_ASSIGNMENT:_ Only the lines from the start of the entries through the line with "if let Some(runtime)" are wanted; please output them exactly.

--- START ---

//! Fixed-delay background drains on a small tokio worker pool.

use std::sync::Arc;
use std::time::Duration;

use tokio::runtime::Runtime;
use tokio::sync::Notify;

use crate::error::FormulaError;

/// Runs a drain step repeatedly, waiting `interval` after each run completes.
///
/// A drain never overlaps the next one. Stopping does not wait for a drain
/// that is already running.
pub(crate) struct DrainScheduler {
    runtime: Option<Runtime>,
    shutdown: Arc<Notify>,
}

impl DrainScheduler {
    pub(crate) fn start<F>(interval: Duration, workers: usize, drain: F) -> Result<Self, FormulaError>
    where
        F: Fn() + Send + Sync + 'static,
    {
        let workers = workers.max(1);
        let runtime = tokio::runtime::Builder::new_multi_thread()
            .worker_threads(workers)
            .max_blocking_threads(workers)
            .thread_name("path-flow-drain")
            .enable_time()
            .build()?;

        let shutdown = Arc::new(Notify::new());
        let stop = shutdown.clone();
        let drain = Arc::new(drain);
        runtime.spawn(async move {
            tracing::debug!(?interval, "drain loop started");
            loop {
                tokio::select! {
                    _ = stop.notified() => break,
                    _ = tokio::time::sleep(interval) => {}
                }
                let drain = drain.clone();
                if let Err(err) = tokio::task::spawn_blocking(move || drain()).await {
                    tracing::error!(error = %err, "formula drain panicked");
                }
            }
            tracing::debug!("drain loop stopped");
        });

        Ok(Self {
            runtime: Some(runtime),
            shutdown,
        })
    }

    pub(crate) fn stop(&mut self) {
        self.shutdown.notify_one();
        if let Some(runtime) = self.runtime.take() {
            runtime.shutdown_background();
        }
    }
}

impl Drop for DrainScheduler {
    fn drop(&mut self) {
        self.stop();
    }
}

#[cfg(test)]
mod tests {
    use super::*;
    use std::sync::atomic::{AtomicUsize, Ordering};
    use std::time::Instant;

    #[test]
    fn test_runs_until_stopped() {
        let runs = Arc::new(AtomicUsize::new(0));
        let counter = runs.clone();
        let mut scheduler = DrainScheduler::start(Duration::from_millis(5), 1, move || {
            counter.fetch_add(1, Ordering::SeqCst);
        })
        .unwrap();

        let deadline = Instant::now() + Duration::from_secs(5);
        while runs.load(Ordering::SeqCst) < 3 && Instant::now() < deadline {
            std::thread::sleep(Duration::from_millis(5));
        }
        scheduler.stop();
        assert!(runs.load(Ordering::SeqCst) >= 3);

        // Let a run that was already in flight finish, then check that no
        // further runs start.
        std::thread::sleep(Duration::from_millis(50));
        let after = runs.load(Ordering::SeqCst);
        std::thread::sleep(Duration::from_millis(50));
        assert_eq!(runs.load(Ordering::SeqCst), after);
    }

    #[test]
    fn test_drains_do_not_overlap() {
        let active = Arc::new(AtomicUsize::new(0));
        let overlaps = Arc::new(AtomicUsize::new(0));
        let runs = Arc::new(AtomicUsize::new(0));
        let (a, o, r) = (active.clone(), overlaps.clone(), runs.clone());
        let scheduler = DrainScheduler::start(Duration::from_millis(1), 3, move || {
            if a.fetch_add(1, Ordering::SeqCst) > 0 {
                o.fetch_add(1, Ordering::SeqCst);
            }
            std::thread::sleep(Duration::from_millis(10));
            a.fetch_sub(1, Ordering::SeqCst);
            r.fetch_add(1, Ordering::SeqCst);
        })
        .unwrap();

        let deadline = Instant::now() + Duration::from_secs(5);
        while runs.load(Ordering::SeqCst) < 5 && Instant::now() < deadline {
            std::thread::sleep(Duration::from_millis(5));
        }
        drop(scheduler);
        assert_eq!(overlaps.load(Ordering::SeqCst), 0);
    }
}
fn call(
    function: Function,
    args: &[Expr],
    lookup: &dyn Fn(&str) -> Option<Value>,
) -> Result<Value, FormulaError> {
    if !function.accepts(args.len()) {
        return Err(FormulaError::evaluation(format!(
            "{function} does not take {} argument(s)",
            args.len()
        )));
    }
    if function == Function::If {
        let condition = args[0].evaluate(lookup)?;
        if !condition.is_ready() {
            return Ok(Value::NotReady);
        }
        return match truth(condition)? {
            Some(true) => args[1].evaluate(lookup),
            Some(false) => args[2].evaluate(lookup),
            None => Ok(Value::Null),
        };
    }

    let values = args
        .iter()
        .map(|arg| arg.evaluate(lookup))
        .collect::<Result<Vec<_>, _>>()?;
    if values.iter().any(|v| !v.is_ready()) {
        return Ok(Value::NotReady);
    }
    if function == Function::IsNull {
        return Ok(Value::Bool(values[0].is_null()));
    }
    if function == Function::Concat {
        let text: String = values
            .iter()
            .filter(|v| !v.is_null())
            .map(ToString::to_string)
            .collect();
        return Ok(Value::from(text));
    }
    if values.iter().any(Value::is_null) {
        return Ok(Value::Null);
    }

    let first = &values[0];
    match function {
        Function::Abs => match first {
            Value::Integer(i) => i
                .checked_abs()
                .map(Value::Integer)
                .ok_or_else(|| FormulaError::evaluation("integer overflow")),
            _ => Ok(Value::Decimal(number(function, first)?.abs())),
        },
        Function::Min | Function::Max => {
            let mut best = first;
            let mut best_number = number(function, first)?;
            for value in &values[1..] {
                let candidate = number(function, value)?;
                let better = match function {
                    Function::Min => candidate < best_number,
                    _ => candidate > best_number,
                };
                if better {
                    best = value;
                    best_number = candidate;
                }
            }
            Ok(best.clone())
        }
        Function::Round => {
            let digits = match values.get(1) {
                Some(Value::Integer(d)) => i32::try_from(*d)
                    .map_err(|_| FormulaError::evaluation("round: digits out of range"))?,
                Some(other) => {
                    return Err(FormulaError::evaluation(format!(
                        "round: digits must be an integer, found {}",
                        other.kind()
                    )))
                }
                None => 0,
            };
            match first {
                Value::Integer(i) if digits >= 0 => Ok(Value::Integer(*i)),
                _ => {
                    let factor = 10f64.powi(digits);
                    Ok(Value::Decimal((number(function, first)? * factor).round() / factor))
                }
            }
        }
        Function::Floor => match first {
            Value::Integer(i) => Ok(Value::Integer(*i)),
            _ => Ok(Value::Decimal(number(function, first)?.floor())),
        },
        Function::Ceil => match first {
            Value::Integer(i) => Ok(Value::Integer(*i)),
            _ => Ok(Value::Decimal(number(function, first)?.ceil())),
        },
        Function::Sqrt => {
            let x = number(function, first)?;
            if x < 0.0 {
                return Err(FormulaError::evaluation("sqrt of a negative number"));
            }
            Ok(Value::Decimal(x.sqrt()))
        }
        Function::Len => Ok(Value::Integer(text(function, first)?.chars().count() as i64)),
        Function::Upper => Ok(Value::from(text(function, first)?.to_uppercase())),
        Function::Lower => Ok(Value::from(text(function, first)?.to_lowercase())),
        Function::If | Function::IsNull | Function::Concat => unreachable!("handled above"),
    }
}

fn number(function: Function, value: &Value) -> Result<f64, FormulaError> {
    value.as_f64().ok_or_else(|| {
        FormulaError::evaluation(format!("{function}: expected number, found {}", value.kind()))
    })
}

fn text(function: Function, value: &Value) -> Result<&str, FormulaError> {
    value.as_text().ok_or_else(|| {
        FormulaError::evaluation(format!("{function}: expected text, found {}", value.kind()))
    })
}
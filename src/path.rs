//! Property paths.

use std::fmt;
use std::str::FromStr;
use std::sync::Arc;

use crate::error::GraphError;

/// First segment of every formula pseudo-path.
///
/// `$` cannot start a property name, so a pseudo-path never collides with a
/// real bean path.
pub const FORMULA_PATH_MARKER: &str = "$formula";

/// An immutable, ordered list of property names, e.g. `owner.address.city`.
///
/// Cloning is cheap: segments are shared behind an `Arc`.
///
/// # Examples
///
/// ```
/// # use path_flow::BeanPath;
/// let parent: BeanPath = "b".parse().unwrap();
/// let child: BeanPath = "b.c".parse().unwrap();
/// assert!(parent.is_ancestor_of(&child));
/// assert!(!child.is_ancestor_of(&parent));
/// assert_eq!(child.to_string(), "b.c");
/// ```
#[derive(Clone, PartialEq, Eq, Hash, PartialOrd, Ord)]
pub struct BeanPath(Arc<[Arc<str>]>);

impl BeanPath {
    /// Parse a dotted path string.
    pub fn parse(text: &str) -> Result<Self, GraphError> {
        let text = text.trim();
        if text.is_empty() {
            return Err(GraphError::InvalidPath(text.to_string()));
        }
        let segments = text
            .split('.')
            .map(|segment| {
                let segment = segment.trim();
                if segment.is_empty() {
                    Err(GraphError::InvalidPath(text.to_string()))
                } else {
                    Ok(Arc::<str>::from(segment))
                }
            })
            .collect::<Result<Vec<_>, _>>()?;
        Ok(BeanPath(segments.into()))
    }

    /// Build a path from already-split segments.
    pub fn from_segments<I, S>(segments: I) -> Result<Self, GraphError>
    where
        I: IntoIterator<Item = S>,
        S: AsRef<str>,
    {
        let segments: Vec<Arc<str>> = segments
            .into_iter()
            .map(|s| Arc::<str>::from(s.as_ref()))
            .collect();
        if segments.is_empty() || segments.iter().any(|s| s.is_empty()) {
            let joined = segments
                .iter()
                .map(|s| &**s)
                .collect::<Vec<_>>()
                .join(".");
            return Err(GraphError::InvalidPath(joined));
        }
        Ok(BeanPath(segments.into()))
    }

    /// The pseudo-path under which a formula's result is published.
    pub fn formula(name: &str) -> Self {
        BeanPath(vec![Arc::from(FORMULA_PATH_MARKER), Arc::from(name)].into())
    }

    /// Number of segments (always at least one).
    pub fn len(&self) -> usize {
        self.0.len()
    }

    /// Always false; kept for API symmetry with `len`.
    pub fn is_empty(&self) -> bool {
        self.0.is_empty()
    }

    /// The segment at `depth`.
    pub fn segment(&self, depth: usize) -> &str {
        &self.0[depth]
    }

    /// Iterate over segments.
    pub fn segments(&self) -> impl Iterator<Item = &str> + '_ {
        self.0.iter().map(|s| &**s)
    }

    /// The final segment.
    pub fn last(&self) -> &str {
        &self.0[self.0.len() - 1]
    }

    /// The path without its final segment, or `None` for single-segment paths.
    pub fn parent(&self) -> Option<BeanPath> {
        if self.0.len() <= 1 {
            None
        } else {
            Some(BeanPath(self.0[..self.0.len() - 1].into()))
        }
    }

    /// This path extended by one segment.
    pub fn child(&self, segment: &str) -> Result<BeanPath, GraphError> {
        if segment.is_empty() || segment.contains('.') {
            return Err(GraphError::InvalidPath(format!("{self}.{segment}")));
        }
        let mut segments = self.0.to_vec();
        segments.push(Arc::from(segment));
        Ok(BeanPath(segments.into()))
    }

    /// Returns true if `self` is a proper prefix of `other`.
    pub fn is_ancestor_of(&self, other: &BeanPath) -> bool {
        self.0.len() < other.0.len() && other.0[..self.0.len()] == self.0[..]
    }

    /// Returns true if this is a formula pseudo-path.
    pub fn is_formula(&self) -> bool {
        self.0.len() == 2 && &*self.0[0] == FORMULA_PATH_MARKER
    }

    /// The formula name, if this is a formula pseudo-path.
    pub fn formula_name(&self) -> Option<&str> {
        self.is_formula().then(|| &*self.0[1])
    }
}

impl fmt::Display for BeanPath {
    fn fmt(&self, f: &mut fmt::Formatter<'_>) -> fmt::Result {
        for (i, segment) in self.0.iter().enumerate() {
            if i > 0 {
                f.write_str(".")?;
            }
            f.write_str(segment)?;
        }
        Ok(())
    }
}

impl fmt::Debug for BeanPath {
    fn fmt(&self, f: &mut fmt::Formatter<'_>) -> fmt::Result {
        write!(f, "BeanPath({self})")
    }
}

impl FromStr for BeanPath {
    type Err = GraphError;

    fn from_str(s: &str) -> Result<Self, Self::Err> {
        BeanPath::parse(s)
    }
}

impl TryFrom<&str> for BeanPath {
    type Error = GraphError;

    fn try_from(value: &str) -> Result<Self, Self::Error> {
        BeanPath::parse(value)
    }
}

impl TryFrom<String> for BeanPath {
    type Error = GraphError;

    fn try_from(value: String) -> Result<Self, Self::Error> {
        BeanPath::parse(&value)
    }
}

/// Anything that names a path: a dotted string or an already-parsed path.
pub trait IntoPath {
    /// Convert into a parsed path.
    fn into_path(self) -> Result<BeanPath, GraphError>;
}

impl IntoPath for BeanPath {
    fn into_path(self) -> Result<BeanPath, GraphError> {
        Ok(self)
    }
}

impl IntoPath for &BeanPath {
    fn into_path(self) -> Result<BeanPath, GraphError> {
        Ok(self.clone())
    }
}

impl IntoPath for &str {
    fn into_path(self) -> Result<BeanPath, GraphError> {
        BeanPath::parse(self)
    }
}

impl IntoPath for String {
    fn into_path(self) -> Result<BeanPath, GraphError> {
        BeanPath::parse(&self)
    }
}

impl IntoPath for &String {
    fn into_path(self) -> Result<BeanPath, GraphError> {
        BeanPath::parse(self)
    }
}

#[cfg(test)]
mod tests {
    use super::*;

    #[test]
    fn test_parse_and_display() {
        let path = BeanPath::parse("b.c.someString").unwrap();
        assert_eq!(path.len(), 3);
        assert_eq!(path.segment(1), "c");
        assert_eq!(path.last(), "someString");
        assert_eq!(path.to_string(), "b.c.someString");
    }

    #[test]
    fn test_rejects_empty_segments() {
        assert!(matches!(BeanPath::parse(""), Err(GraphError::InvalidPath(_))));
        assert!(matches!(BeanPath::parse("a..b"), Err(GraphError::InvalidPath(_))));
        assert!(matches!(BeanPath::parse("a."), Err(GraphError::InvalidPath(_))));
        assert!(BeanPath::from_segments(Vec::<String>::new()).is_err());
    }

    #[test]
    fn test_ancestry() {
        let a = BeanPath::parse("a").unwrap();
        let ab = BeanPath::parse("a.b").unwrap();
        let ac = BeanPath::parse("a.c").unwrap();
        assert!(a.is_ancestor_of(&ab));
        assert!(!ab.is_ancestor_of(&ab));
        assert!(!ab.is_ancestor_of(&ac));
        assert_eq!(ab.parent(), Some(a.clone()));
        assert_eq!(a.parent(), None);
        assert_eq!(a.child("b").unwrap(), ab);
    }

    #[test]
    fn test_formula_paths() {
        let path = BeanPath::formula("total");
        assert!(path.is_formula());
        assert_eq!(path.formula_name(), Some("total"));
        assert_eq!(path.to_string(), "$formula.total");
        assert_eq!(BeanPath::parse("$formula.total").unwrap(), path);
        assert!(!BeanPath::parse("formula.total").unwrap().is_formula());
    }
}
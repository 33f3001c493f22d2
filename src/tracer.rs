//! Tracer trait for observing graph and formula activity.
//!
//! This module defines the [`Tracer`] trait and related types. The default
//! [`NoopTracer`] costs nothing when tracing is not needed.
//!
//! # Example
//!
//! ```
//! use path_flow::{CachedObjectGraph, SpanId, Tracer};
//! use std::sync::atomic::{AtomicU64, AtomicUsize, Ordering};
//!
//! struct BatchCounter {
//!     next: AtomicU64,
//!     batches: AtomicUsize,
//! }
//!
//! impl Tracer for BatchCounter {
//!     fn new_span_id(&self) -> SpanId {
//!         SpanId(self.next.fetch_add(1, Ordering::Relaxed))
//!     }
//!
//!     fn on_batch_end(&self, _span_id: SpanId, _events: usize) {
//!         self.batches.fetch_add(1, Ordering::Relaxed);
//!     }
//! }
//!
//! let graph = CachedObjectGraph::builder()
//!     .tracer(BatchCounter { next: AtomicU64::new(1), batches: AtomicUsize::new(0) })
//!     .build();
//! # let _ = graph;
//! ```

use serde::{Deserialize, Serialize};
use std::sync::atomic::{AtomicU64, Ordering};

use crate::formula::FormulaId;
use crate::value::ObjectId;

/// Unique identifier for one originating mutation or one drain.
#[derive(Debug, Clone, Copy, PartialEq, Eq, Hash, Serialize, Deserialize)]
pub struct SpanId(pub u64);

/// Outcome of one formula evaluation for one root.
#[derive(Debug, Clone, PartialEq, Eq)]
pub enum EvaluationResult {
    /// The result differs from the cached one and was published.
    Changed,
    /// The result equals the cached one; nothing was published.
    Unchanged,
    /// An input was not ready; the formula was marked not ready.
    Deferred,
    /// Evaluation failed and was skipped for this cycle.
    Error {
        /// The failure, with its context chain.
        message: String,
    },
}

/// Tracer trait for observing path-flow execution.
///
/// All methods except [`new_span_id`](Tracer::new_span_id) have empty default
/// implementations, so only the events of interest need overriding.
///
/// # Thread Safety
///
/// Implementations must be `Send + Sync`: formula drains call the tracer from
/// a worker thread.
pub trait Tracer: Send + Sync + 'static {
    /// Generate a new unique span ID.
    fn new_span_id(&self) -> SpanId;

    /// Called when a property change starts being processed.
    #[inline]
    fn on_batch_start(&self, _span_id: SpanId, _source: ObjectId, _property: &str) {}

    /// Called after a property change has been processed and `events` path
    /// events were dispatched.
    #[inline]
    fn on_batch_end(&self, _span_id: SpanId, _events: usize) {}

    /// Called when a reference-graph node starts observing `(object, property)`.
    #[inline]
    fn on_node_created(&self, _object: ObjectId, _property: &str) {}

    /// Called when a reference-graph node stops observing `(object, property)`.
    #[inline]
    fn on_node_removed(&self, _object: ObjectId, _property: &str) {}

    /// Called at the start of a drain with the number of dirty roots taken.
    #[inline]
    fn on_drain(&self, _span_id: SpanId, _dirty_roots: usize) {}

    /// Called after a formula has been evaluated for a root.
    #[inline]
    fn on_formula_evaluated(
        &self,
        _span_id: SpanId,
        _formula: FormulaId,
        _root: ObjectId,
        _result: EvaluationResult,
    ) {
    }
}

/// Zero-cost tracer that discards all events.
///
/// This is the default tracer for [`CachedObjectGraph`](crate::CachedObjectGraph).
pub struct NoopTracer;

/// Global span counter for NoopTracer.
static NOOP_SPAN_COUNTER: AtomicU64 = AtomicU64::new(1);

impl Tracer for NoopTracer {
    #[inline(always)]
    fn new_span_id(&self) -> SpanId {
        SpanId(NOOP_SPAN_COUNTER.fetch_add(1, Ordering::Relaxed))
    }
}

--- END ---

_ANSWER FOR THE TASK:_
//! Fixed-delay background drains on a small tokio worker pool.

use std::sync::Arc;
use std::time::Duration;

use tokio::runtime::Runtime;
use tokio::sync::Notify;

use crate::error::FormulaError;

/// Runs a drain step repeatedly, waiting `interval` after each run completes.
///
/// A drain never overlaps the next one. Stopping does not wait for a drain
/// that is already running.
pub(crate) struct DrainScheduler {
    runtime: Option<Runtime>,
    shutdown: Arc<Notify>,
}

impl DrainScheduler {
    pub(crate) fn start<F>(interval: Duration, workers: usize, drain: F) -> Result<Self, FormulaError>
    where
        F: Fn() + Send + Sync + 'static,
    {
        let workers = workers.max(1);
        let runtime = tokio::runtime::Builder::new_multi_thread()
            .worker_threads(workers)
            .max_blocking_threads(workers)
            .thread_name("path-flow-drain")
            .enable_time()
            .build()?;

        let shutdown = Arc::new(Notify::new());
        let stop = shutdown.clone();
        let drain = Arc::new(drain);
        runtime.spawn(async move {
            tracing::debug!(?interval, "drain loop started");
            loop {
                tokio::select! {
                    _ = stop.notified() => break,
                    _ = tokio::time::sleep(interval) => {}
                }
                let drain = drain.clone();
                if let Err(err) = tokio::task::spawn_blocking(move || drain()).await {
                    tracing::error!(error = %err, "formula drain panicked");
                }
            }
            tracing::debug!("drain loop stopped");
        });

        Ok(Self {
            runtime: Some(runtime),
            shutdown,
        })
    }

    pub(crate) fn stop(&mut self) {
        self.shutdown.notify_one();
        if let Some(runtime) = self.runtime.take() {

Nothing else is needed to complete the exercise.